Layer 2 (issue #1570) -- startup sweep

Step 9. Add WorktreeManager::sweep_stale method.

  • File: crates/terraphim_orchestrator/src/scope.rs.
  • Synchronous signature: pub fn sweep_stale(&self, extra_roots: &[PathBuf]) -> SweepReport.
  • SweepReport: pub struct with swept_count, failed_count, root_owned_skipped, prune_succeeded, duration_ms.
  • Behaviour:
    1. For self.worktree_base, walk direct children whose name starts with WORKTREE_REVIEW_PREFIX. For each extra_root, walk all direct children. Invoke git -C <repo> worktree remove --force <child>; fall back to std::fs::remove_dir_all on non-zero exit.
    2. After walking, run git -C <repo> worktree prune --verbose.
    3. EACCES / EPERM increments root_owned_skipped without marking the sweep failed. Layer 3 catches these on the next service restart.
  • Emit a single info! line at the end with all SweepReport fields plus backlog_count = swept_count + root_owned_skipped.
  • Dependencies: Step 4.
  • Tests:
    • test_sweep_stale_empty_dir.
    • test_sweep_stale_no_base.
    • test_sweep_stale_removes_review_prefix.
    • test_sweep_stale_preserves_non_review_prefix.
    • test_sweep_stale_runs_prune.
    • test_sweep_stale_skips_root_owned (Linux + root only; gated by #[cfg_attr(not(target_os = "linux"), ignore)] and runtime getuid() == 0 check).
  • Rollback: delete the method and struct.

Step 10. Wire sweep_stale into Orchestrator::new.

  • File: crates/terraphim_orchestrator/src/lib.rs.
  • Insert sweep call immediately after compound_workflow is constructed, before the Ok(Self { ... }) block at :786-867.
  • extra_roots = vec![PathBuf::from("/tmp/adf-worktrees")]. Literal matches lib.rs:5393.
  • Add pub fn worktree_manager(&self) -> &WorktreeManager accessor on CompoundReviewWorkflow if it does not exist; trivial.
  • Dependencies: Step 9.
  • Tests: crates/terraphim_orchestrator/tests/sweep_on_startup_test.rs pre-seeds three review-* dirs under a TempDir, calls Orchestrator::new, asserts the directories are gone before new returns.
  • Rollback: remove the call.

Layer 3 (issue #1571) -- root-privileged ExecStartPre

Step 11. Add scripts/adf-setup/adf-cleanup.sh.
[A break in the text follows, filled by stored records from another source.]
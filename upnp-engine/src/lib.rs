//! UPnP control-point engine.
//!
//! Discovers UPnP devices and services on the local network via SSDP, keeps
//! a live registry of them, and delivers service eventing (GENA) to
//! subscribers. This is the client side of UPnP only; the crate never acts
//! as a device.
//!
//! # Architecture
//!
//! A [`ControlPoint`] owns four cooperating pieces:
//!
//! - two transport threads (multicast NOTIFY listener, periodic M-SEARCH
//!   bursts) feeding a bounded advertisement queue;
//! - a worker thread with its own tokio runtime running the callback
//!   server, description fetches, registry sweeps, and renewals;
//! - the [`DeviceRegistry`] state machine, which makes a device visible only
//!   after its description document has been fetched and parsed;
//! - a [`SubscriptionManager`](upnp_eventing::SubscriptionManager) enforcing
//!   renewal deadlines and per-subscription event ordering.
//!
//! Everything the caller sees arrives through the [`ControlPointEvent`]
//! feed or via snapshot accessors; no live references to internal state are
//! ever handed out.
//!
//! # Quick Start
//!
//! ```no_run
//! use upnp_engine::{ControlPoint, ControlPointEvent, EngineConfig};
//!
//! let engine = ControlPoint::new(EngineConfig::default()).unwrap();
//! engine.start().unwrap();
//!
//! for event in engine.events() {
//!     if let ControlPointEvent::ServiceAdded(service) = event {
//!         println!("service up: {}", service.service_id);
//!     }
//! }
//! ```

mod config;
mod engine;
mod error;
mod event;
mod iter;
mod registry;
mod transport;
mod worker;

pub use config::EngineConfig;
pub use engine::{ControlPoint, SubscriptionHandle};
pub use error::{EngineError, Result};
pub use event::ControlPointEvent;
pub use iter::EventIterator;
pub use registry::{DeviceRegistry, RegistryAction};

pub use upnp_discovery::{Advertisement, AdvertisementKind, Device, Service};
pub use upnp_eventing::{EventPayload, ServiceEvent, StateVariable, Subscription};
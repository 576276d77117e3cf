//! Escaping applied to every input value before it is inserted into a document.

/// Characters LaTeX would interpret as control syntax.
pub const LATEX_SPECIALS: &[char] = &['&', '%', '$', '#', '_', '{', '}', '~', '^', '\\'];

/// Collapses every run of whitespace (newlines included) to one space and trims the ends.
pub fn normalize_whitespace(text: &str) -> String {
    text.split_whitespace().collect::<Vec<_>>().join(" ")
}

/// Makes `text` render literally inside a LaTeX document.
///
/// Whitespace is normalised first: a blank line inside a macro argument would
/// otherwise start a new paragraph and break the argument.
pub fn escape_latex(text: &str) -> String {
    escape_latex_chars(&normalize_whitespace(text))
}

/// Character-level LaTeX escaping with whitespace left as is. Used for pieces
/// of a value that has already been normalised as a whole.
pub fn escape_latex_chars(text: &str) -> String {
    let mut out = String::with_capacity(text.len() + text.len() / 4);
    for c in text.chars() {
        match c {
            '\\' => out.push_str(r"\textbackslash{}"),
            '~' => out.push_str(r"\textasciitilde{}"),
            '^' => out.push_str(r"\textasciicircum{}"),
            c if LATEX_SPECIALS.contains(&c) => {
                out.push('\\');
                out.push(c);
            }
            _ => out.push(c),
        }
    }
    out
}

/// True if `url` can go inside `\url{...}` / `\href{...}` untouched.
pub fn is_latex_safe_url(url: &str) -> bool {
    !url.is_empty()
        && url.chars().all(|c| {
            c.is_ascii_alphanumeric()
                || matches!(
                    c,
                    '-' | '.' | '_' | '/' | ':' | '?' | '=' | '+' | '@' | ',' | ';' | '!' | '*'
                        | '\'' | '(' | ')'
                )
        })
}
  • New file, POSIX sh (not bash). Idempotent. Walk <WORKTREE_ROOT>/review-* and /tmp/adf-worktrees/*, invoke git worktree remove --force per entry (fall back to recursive directory removal), then git worktree prune once. Emit one summary line to stdout.
  • Env vars: ADF_REPO_PATH, ADF_WORKTREE_ROOT, ADF_AGENT_TMP_ROOT (all overridable via systemd Environment=).
  • The literal prefix review- cross-references WORKTREE_REVIEW_PREFIX in scope.rs.
  • Dependencies: Step 4.
  • Tests: see Step 12.
  • Rollback: delete the file.

Step 12. Add scripts/adf-setup/tests/test_adf_cleanup.sh.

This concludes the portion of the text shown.